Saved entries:
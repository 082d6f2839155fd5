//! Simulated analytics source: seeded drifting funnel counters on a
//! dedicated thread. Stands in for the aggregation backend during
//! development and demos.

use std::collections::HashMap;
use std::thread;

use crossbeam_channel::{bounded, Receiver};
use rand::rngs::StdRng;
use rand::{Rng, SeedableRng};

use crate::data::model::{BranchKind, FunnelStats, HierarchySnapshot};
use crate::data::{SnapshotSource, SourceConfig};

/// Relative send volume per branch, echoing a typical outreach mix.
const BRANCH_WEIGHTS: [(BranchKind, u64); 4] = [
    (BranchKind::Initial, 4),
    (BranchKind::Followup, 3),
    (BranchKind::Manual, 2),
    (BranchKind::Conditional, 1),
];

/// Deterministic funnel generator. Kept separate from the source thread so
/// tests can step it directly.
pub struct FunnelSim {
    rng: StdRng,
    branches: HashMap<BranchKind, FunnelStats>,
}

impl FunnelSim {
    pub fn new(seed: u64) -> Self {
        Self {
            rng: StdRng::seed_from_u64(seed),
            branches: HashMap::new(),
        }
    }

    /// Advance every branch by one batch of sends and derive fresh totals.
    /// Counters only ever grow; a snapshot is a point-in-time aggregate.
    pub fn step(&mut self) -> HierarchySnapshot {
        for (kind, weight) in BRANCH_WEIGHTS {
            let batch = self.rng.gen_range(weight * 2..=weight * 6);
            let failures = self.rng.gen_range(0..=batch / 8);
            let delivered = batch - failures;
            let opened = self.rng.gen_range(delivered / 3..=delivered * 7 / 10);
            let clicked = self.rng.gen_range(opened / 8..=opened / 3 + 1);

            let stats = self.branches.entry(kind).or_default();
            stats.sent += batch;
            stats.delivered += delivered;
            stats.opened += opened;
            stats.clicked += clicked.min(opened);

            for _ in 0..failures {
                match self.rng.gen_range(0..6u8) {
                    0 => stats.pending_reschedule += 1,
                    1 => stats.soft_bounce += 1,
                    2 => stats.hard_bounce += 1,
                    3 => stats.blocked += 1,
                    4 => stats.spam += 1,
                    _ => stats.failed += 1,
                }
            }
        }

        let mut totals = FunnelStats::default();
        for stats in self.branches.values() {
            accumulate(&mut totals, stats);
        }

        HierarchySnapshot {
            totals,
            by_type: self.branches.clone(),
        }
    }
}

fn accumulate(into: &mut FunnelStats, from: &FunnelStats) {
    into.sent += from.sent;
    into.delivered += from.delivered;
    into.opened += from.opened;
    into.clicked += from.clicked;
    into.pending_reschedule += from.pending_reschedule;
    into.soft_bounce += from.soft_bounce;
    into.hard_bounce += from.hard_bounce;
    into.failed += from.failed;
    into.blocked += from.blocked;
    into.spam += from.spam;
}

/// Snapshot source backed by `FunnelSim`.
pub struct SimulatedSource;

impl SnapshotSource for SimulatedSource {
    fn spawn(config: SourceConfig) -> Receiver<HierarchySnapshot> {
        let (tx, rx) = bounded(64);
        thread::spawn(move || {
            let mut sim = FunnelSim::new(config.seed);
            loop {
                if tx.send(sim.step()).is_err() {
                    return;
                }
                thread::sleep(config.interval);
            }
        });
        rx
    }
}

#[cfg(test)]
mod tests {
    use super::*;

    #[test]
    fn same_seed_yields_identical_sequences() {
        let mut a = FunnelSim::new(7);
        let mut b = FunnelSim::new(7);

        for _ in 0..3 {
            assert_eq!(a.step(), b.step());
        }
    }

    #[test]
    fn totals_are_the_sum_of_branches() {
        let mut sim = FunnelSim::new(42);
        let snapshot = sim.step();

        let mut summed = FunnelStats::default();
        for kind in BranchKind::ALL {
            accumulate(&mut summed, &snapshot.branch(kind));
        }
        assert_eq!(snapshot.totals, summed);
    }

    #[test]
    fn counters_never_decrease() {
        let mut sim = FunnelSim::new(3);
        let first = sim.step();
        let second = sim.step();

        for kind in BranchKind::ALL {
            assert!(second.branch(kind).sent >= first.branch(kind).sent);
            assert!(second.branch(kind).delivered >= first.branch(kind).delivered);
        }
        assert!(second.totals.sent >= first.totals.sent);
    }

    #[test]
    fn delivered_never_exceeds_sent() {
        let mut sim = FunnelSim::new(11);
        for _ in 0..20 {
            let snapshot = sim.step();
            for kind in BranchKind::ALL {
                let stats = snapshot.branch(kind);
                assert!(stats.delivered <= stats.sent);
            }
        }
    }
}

- _What to produce_
Return all of the entries exactly as they were supplied.

- _Result_
repository 082d6f2839155fd5
//! Simulated analytics source: seeded drifting funnel counters on a
//! dedicated thread. Stands in for the aggregation backend during
//! development and demos.

use std::collections::HashMap;
use std::thread;

use crossbeam_channel::{bounded, Receiver};
use rand::rngs::StdRng;
use rand::{Rng, SeedableRng};

use crate::data::model::{BranchKind, FunnelStats, HierarchySnapshot};
use crate::data::{SnapshotSource, SourceConfig};

/// Relative send volume per branch, echoing a typical outreach mix.
const BRANCH_WEIGHTS: [(BranchKind, u64); 4] = [
    (BranchKind::Initial, 4),
    (BranchKind::Followup, 3),
    (BranchKind::Manual, 2),
    (BranchKind::Conditional, 1),
];

/// Deterministic funnel generator. Kept separate from the source thread so
/// tests can step it directly.
pub struct FunnelSim {
    rng: StdRng,
    branches: HashMap<BranchKind, FunnelStats>,
}

impl FunnelSim {
    pub fn new(seed: u64) -> Self {
        Self {
            rng: StdRng::seed_from_u64(seed),
            branches: HashMap::new(),
        }
    }

    /// Advance every branch by one batch of sends and derive fresh totals.
    /// Counters only ever grow; a snapshot is a point-in-time aggregate.
    pub fn step(&mut self) -> HierarchySnapshot {
        for (kind, weight) in BRANCH_WEIGHTS {
            let batch = self.rng.gen_range(weight * 2..=weight * 6);
            let failures = self.rng.gen_range(0..=batch / 8);
            let delivered = batch - failures;
            let opened = self.rng.gen_range(delivered / 3..=delivered * 7 / 10);
            let clicked = self.rng.gen_range(opened / 8..=opened / 3 + 1);

            let stats = self.branches.entry(kind).or_default();
            stats.sent += batch;
            stats.delivered += delivered;
            stats.opened += opened;
            stats.clicked += clicked.min(opened);

            for _ in 0..failures {
                match self.rng.gen_range(0..6u8) {
                    0 => stats.pending_reschedule += 1,
                    1 => stats.soft_bounce += 1,
                    2 => stats.hard_bounce += 1,
                    3 => stats.blocked += 1,
                    4 => stats.spam += 1,
                    _ => stats.failed += 1,
                }
            }
        }

        let mut totals = FunnelStats::default();
        for stats in self.branches.values() {
            accumulate(&mut totals, stats);
        }

        HierarchySnapshot {
            totals,
            by_type: self.branches.clone(),
        }
    }
}

fn accumulate(into: &mut FunnelStats, from: &FunnelStats) {
    into.sent += from.sent;
    into.delivered += from.delivered;
    into.opened += from.opened;
    into.clicked += from.clicked;
    into.pending_reschedule += from.pending_reschedule;
    into.soft_bounce += from.soft_bounce;
    into.hard_bounce += from.hard_bounce;
    into.failed += from.failed;
    into.blocked += from.blocked;
    into.spam += from.spam;
}

/// Snapshot source backed by `FunnelSim`.
pub struct SimulatedSource;

impl SnapshotSource for SimulatedSource {
    fn spawn(config: SourceConfig) -> Receiver<HierarchySnapshot> {
        let (tx, rx) = bounded(64);
        thread::spawn(move || {
            let mut sim = FunnelSim::new(config.seed);
            loop {
                if tx.send(sim.step()).is_err() {
                    return;
                }
                thread::sleep(config.interval);
            }
        });
        rx
    }
}

#[cfg(test)]
mod tests {
    use super::*;

    #[test]
    fn same_seed_yields_identical_sequences() {
        let mut a = FunnelSim::new(7);
        let mut b = FunnelSim::new(7);

        for _ in 0..3 {
            assert_eq!(a.step(), b.step());
        }
    }

    #[test]
    fn totals_are_the_sum_of_branches() {
        let mut sim = FunnelSim::new(42);
        let snapshot = sim.step();

        let mut summed = FunnelStats::default();
        for kind in BranchKind::ALL {
            accumulate(&mut summed, &snapshot.branch(kind));
        }
        assert_eq!(snapshot.totals, summed);
    }

    #[test]
    fn counters_never_decrease() {
        let mut sim = FunnelSim::new(3);
        let first = sim.step();
        let second = sim.step();

        for kind in BranchKind::ALL {
            assert!(second.branch(kind).sent >= first.branch(kind).sent);
            assert!(second.branch(kind).delivered >= first.branch(kind).delivered);
        }
        assert!(second.totals.sent >= first.totals.sent);
    }

    #[test]
    fn delivered_never_exceeds_sent() {
        let mut sim = FunnelSim::new(11);
        for _ in 0..20 {
            let snapshot = sim.step();
            for kind in BranchKind::ALL {
                let stats = snapshot.branch(kind);
                assert!(stats.delivered <= stats.sent);
            }
        }
    }
}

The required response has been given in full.